Descrittivo-cinematografico lo stile di Daniele Zucconi  e non solo perché è anche ritrattistico mutuato quest'ultimo dalla pittura: 

 nella Cappella di Magi Castruccio è dipinto  a cavallo con una pantera  maculata che lo accompagna  docile e pronta  al suo guinzaglio, seduta accanto a lui: come fiera che ben effigia  una indomita indole aggressiva, tanto fulminea quanto spietata. La pantera l' unico simbolo di Castruccio e di Lucca.   Condottiero indomito e coraggioso, che unisce fascino e successo con le donne  ebbe nove figli legittimi dalla moglie  Spina degli Streghi  e due  fuori dal matrimonio e riconosciuti nel testamento.
 
 Nell'affresco Il trionfo della morte  nel Cimitero monumentale di Pisa  ai margini della piazza dei Miracoli voluta dai frati domenicani  committenti l'opera a Buonamico di Martino  detto Buffalmacco (Firenze 1290- Firenze 1340)  contemporaneo di Castruccio  il condottiero ha  tratti duri, gli occhi scuri dallo sguardo penetrante....plastica visione di uno spietato mercenario lontano dalla visione bucolica e fanciullesca di Palazzo Medici Riccardi.

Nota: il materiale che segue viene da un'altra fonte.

use super::{ImageSlot, ViewAllLink, LANDING_CERTIFICATE_LIMIT};
use crate::content::{Certificate, ContentCatalog};
use chrono::NaiveDate;
use serde::Serialize;

/// `July 7, 2024`, or `No expiration` when there is no date.
#[must_use]
pub fn format_certificate_date(date: Option<NaiveDate>) -> String {
    date.map_or_else(
        || "No expiration".to_string(),
        |date| date.format("%B %-d, %Y").to_string(),
    )
}

#[derive(Debug, Clone, Serialize)]
#[serde(rename_all = "camelCase")]
pub struct CertificateCard {
    pub id: u32,
    pub name: &'static str,
    pub issuer: &'static str,
    pub image: ImageSlot,
    pub issued: String,
    pub expires: String,
}

impl From<&'static Certificate> for CertificateCard {
    fn from(certificate: &'static Certificate) -> Self {
        // An unparsable issue date is shown as written.
        let issued = certificate.issued_on().map_or_else(
            || certificate.issued_date.to_string(),
            |date| format_certificate_date(Some(date)),
        );
        Self {
            id: certificate.id,
            name: certificate.name,
            issuer: certificate.issuer,
            image: ImageSlot::new(certificate.image, certificate.name, "badge-check"),
            issued,
            expires: format_certificate_date(certificate.expires_on()),
        }
    }
}

impl CertificateCard {
    #[must_use]
    pub fn issued_label(&self) -> String {
        format!("Issued: {}", self.issued)
    }

    #[must_use]
    pub fn expires_label(&self) -> String {
        format!("Expires: {}", self.expires)
    }
}

#[derive(Debug, Clone, Serialize)]
#[serde(rename_all = "camelCase")]
pub struct CertificatesSection {
    pub section_id: &'static str,
    pub cards: Vec<CertificateCard>,
    pub view_all: ViewAllLink,
    /// Card open in the preview modal. The modal owns its own image slot.
    pub selected: Option<CertificateCard>,
}

impl CertificatesSection {
    /// Open the preview for the card with `id`, replacing any open one.
    /// Returns `false` when no landing card has that id.
    pub fn select(&mut self, id: u32) -> bool {
        let Some(card) = self.cards.iter().find(|card| card.id == id) else {
            return false;
        };
        self.selected = Some(card.clone());
        true
    }

    /// Backdrop click or the close button.
    pub fn close(&mut self) {
        self.selected = None;
    }

    #[must_use]
    pub fn selected(&self) -> Option<&CertificateCard> {
        self.selected.as_ref()
    }

    /// The preview image failed to load.
    pub fn on_preview_image_error(&mut self) {
        if let Some(card) = &mut self.selected {
            card.image.on_load_error();
        }
    }
}

#[must_use]
pub fn certificates_section(catalog: &'static ContentCatalog) -> CertificatesSection {
    CertificatesSection {
        section_id: "certificates",
        cards: catalog
            .certificates
            .iter()
            .take(LANDING_CERTIFICATE_LIMIT)
            .map(CertificateCard::from)
            .collect(),
        view_all: ViewAllLink {
            label: "View All Certificates",
            href: catalog.certificates_gallery_url,
        },
        selected: None,
    }
}
use crate::content::{ContentCatalog, JourneyGroup, Skill, TechBadge};
use serde::Serialize;

#[derive(Debug, Clone, Serialize)]
#[serde(rename_all = "camelCase")]
pub struct AboutSection {
    pub section_id: &'static str,
    pub name: &'static str,
    pub description: &'static str,
    pub skills: &'static [Skill],
    pub familiar_tools: &'static [TechBadge],
    pub journey: &'static [JourneyGroup],
}

#[must_use]
pub fn about_section(catalog: &'static ContentCatalog) -> AboutSection {
    AboutSection {
        section_id: "about",
        name: catalog.personal.name,
        description: catalog.personal.description,
        skills: catalog.skills,
        familiar_tools: catalog.familiar_tools,
        journey: catalog.journey,
    }
}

  Lo Zucconi  è Filosofo :
 " ogni tentativo si risolveva in un totale fallimento e la politica lasciava immancabilmente  la parola alle armi" 

" la realizzazione della  fortezza Augusta  in Lucca.... costò la demolizione di un quinto della città, colpendo le famiglie più o meno potenti, artigiani e commercianti  e fornendo plasticamente l'idea di una Famiglia, quella dei  Castracani, che costruiva qualcosa  in grado di difendere  solo se stessa, lasciando in balia di sacchi  il resto dei cittadini lucchesi, costituisce a mio modestissimo  avviso, l'inizio della fine  delle sue fortune. "
 
Conciòsiacosache 
                termine molto pittoresco che si trova nel romanzo storico  seguito da una profonda considerazione "nessuna forza umanavo virtù abbia potuto far si', che l ordine fatale a predestinato non succeda..."
 
Marin  da Marini  Sanudo il Vecchio storico e letterato suo contemporaneo  definisce Castruccio 
"furmica ex polvere " un uomo venuto dal nulla ...affermazione politica (e militare) conseguita attraverso le proprie esclusive capacità; il massimo esponente di una famiglia,  quella dei Castracani, che resta sostanzialmente isolata per la mancanza di una tradizione  e di una continuità nella gestione del potere 

 non è dato sapere.. se la sua fine sia stata determinata dalla malaria .., da un infarto.. oppure sia stata a causa di uno... specialissimo veleno ..malore- infarto- veleno ?

   Mi piace  soffermarmi  sull' essere "pittore" di Daniele Zucconi 
 nel dialogo  Nella bottega del Maestro  Berlinghiero Berlininghieri  
"I colori che tu ammiri nei dipinti hanno le più insolite origini, alcuni provengono da terre lontane, 
altri, ad esempio quelli che si producono per frantumazione di pietre preziose, hanno costi altissimi..... vedi questi due ragazzi che macinano due colori che sembrano uguali, uno si chiama 
 oltremare, l'altro è l'azzurrite. Il primo si ottiene dalla  frantumazione di una  pietra preziosa 
 il lapislazzulo. Lo usavano già gli egizi nelle loro pitture  e  proviene dall' oriente, da terre lontane  oltre la Persia. Ha costi altissimi, assai più dell' oro. L altro è meno caro.. .
 era già   usato dai romani, un minerale che  si può trovare in molte parti d Europa. per darti una proporzione, mezza oncia del primo  può costare due grossi d'oro e mezza oncia dell' altro 
un grosso d' argento 
  Come possiamo per non farsi vendere uno al posto dell' altro? 
 Minacciamo il taglio di un orecchio  a chi ci trae in inganno ?......
 No, le minacce non risolvono.  E' necessario scaldarne  a fiamma una minima parte  fino a farlo diventare incandescente  e raffreddandosi:  l'azzurrite diventa nera  mentre il lapislazzulo mantiene il suo colore."